Structures of three MORN repeat proteins and a re-evaluation of the proposed lipid-binding properties of MORN repeats
Fig 6
Dimerisation interfaces of TbMORN1(7–15) and PfMORN1(7–15).
(A) The dimerisation interface of TbMORN1(7–15) P21 involves residues from MORN repeats 12–15, which stabilise the dimer interface via aromatic π-stacking (Tyr330 and Phe345 from the respective subunits), hydrophobic interactions (Leu301, Leu347, Ile339, Ile322, Leu324), and additionally via hydrogen bonding interactions at the edges of the dimer interface. In comparison to the TbMORN1(7–15) C2 crystal structure, there are no disulphide bridges stabilising the dimerisation interface of TbMORN1(7–15) P21. (B) The dimerisation interface of the V-shaped PfMORN1(7–15) dimer is smaller and is additionally stabilised by the incorporation of a structural Zn2+ ion, which is tetrahedrally coordinated by Cys306 and Asp309 residues from each respective subunit. Thr311 holds the side chain of Asp309 in the appropriate orientation. The dimer interface is additionally stabilised by symmetric hydrogen bonding between the Thr311 pair, aromatic stacking between the Phe330 pair, a hydrophobic cluster formed by Leu328, Val331 and Leu336, two salt bridges between Lys322 and Glu308 from the respective subunits, anion-π interaction of a side chain of Glu308 with Phe304, and a combination of aromatic stacking (His334 pair) and polar interactions (His334, Asn332) at the vertex of the dimer. (C) An electrostatic map calculated for a single sub-unit of TbMORN1(7–15).
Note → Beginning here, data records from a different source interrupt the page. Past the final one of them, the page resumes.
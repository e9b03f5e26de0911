// SPDX-License-Identifier: MPL-2.0
// This Source Code Form is subject to the terms of the Mozilla Public
// License, v. 2.0. If a copy of the MPL was not distributed with this
// file, You can obtain one at https://mozilla.org/MPL/2.0/.

//! Outbound TCP connection management with retries.
//!
//! A [`Connector`] keeps a set of endpoints connected. Each endpoint is
//! attempted with a fixed connect timeout; failures are retried after a delay
//! chosen by the endpoint's [`BackoffPolicy`]. Every successful connection is
//! handed to the connect callback exactly once.
//!
//! # Endpoint lifecycle
//!
//! ```text
//!   add_endpoint ──► Connecting ──ok──► Connected ──disconnect(pause)──► Paused
//!                      ▲    │                │                             │
//!                      │   err          disconnect                   add_endpoint
//!                      │    ▼                ▼                             │
//!                      └─ WaitingRetry ◄─────┘             Connecting ◄────┘
//! ```
//!
//! [`TcpConnector`] is the tokio implementation used by the device manager.

mod endpoint;
mod tcp;

use std::net::SocketAddrV4;
use std::sync::Arc;

use tokio::net::TcpStream;

use crate::backoff::BackoffPolicy;

pub use endpoint::EndpointState;
pub use tcp::TcpConnector;

/// Callback receiving each newly connected socket along with the endpoint it
/// was dialled on.
pub type ConnectCallback = Box<dyn Fn(SocketAddrV4, TcpStream) + Send + Sync>;

/// Keeps a set of TCP endpoints connected.
///
/// No method blocks; connection attempts run in the background.
pub trait Connector: Send {
    /// Installs the callback that receives connected sockets.
    fn set_on_connect(&mut self, on_connect: ConnectCallback);

    /// Starts managing `endpoint`.
    ///
    /// Adding an endpoint that is already managed does nothing, unless it is
    /// paused, in which case connection attempts resume immediately.
    fn add_endpoint(&mut self, endpoint: SocketAddrV4, policy: Arc<dyn BackoffPolicy>);

    /// Reports that the connection to `endpoint` was closed.
    ///
    /// With `pause` false the endpoint is retried after its backoff delay. With
    /// `pause` true it is parked and not retried until added again.
    fn disconnect(&mut self, endpoint: SocketAddrV4, pause: bool);

    /// Stops managing `endpoint`, cancelling any attempt or pending retry.
    fn remove_endpoint(&mut self, endpoint: SocketAddrV4);
}
// SPDX-License-Identifier: MPL-2.0
// This Source Code Form is subject to the terms of the Mozilla Public
// License, v. 2.0. If a copy of the MPL was not distributed with this
// file, You can obtain one at https://mozilla.org/MPL/2.0/.

//! Protocol boundary between the device manager and the E1.33 codec.
//!
//! The layered root/session/command framing is not implemented in this crate.
//! The manager talks to it through two traits:
//!
//! - [`Decoder`]: turns the bytes buffered for one TCP connection into
//!   header-annotated [`DecoderEvent`]s
//! - [`MessageBuilder`]: produces the encoded envelopes the manager and the
//!   heartbeat monitor send to devices
//!
//! The header types here carry only the fields the manager needs for routing,
//! election and acknowledgments.

mod codec;
mod header;

pub use codec::{Decoder, DecoderEvent, MessageBuilder};
pub use header::{SessionHeader, StatusCode, TransportHeader, TransportType};

/// TCP port E1.33 devices listen on.
pub const E133_PORT: u16 = 5569;

/// Endpoint number of a device's root endpoint.
///
/// Commands addressed to this endpoint are delivered to the manager's command
/// handler.
pub const ROOT_ENDPOINT: u16 = 0;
Vacuum electrostatics were calculated in PyMOL, where red denotes -65.7 kT and blue denotes +65.7 kT. The structure on the right shows the predicted effect of two point mutations, R293A from MORN repeat 13, and K316A from MORN repeat 14. The mutations are expected to result in the loss of a positively-charged patch close to the dimer interface, and consequently disrupt the dimerisation of the TbMORN1(2–15) constructs.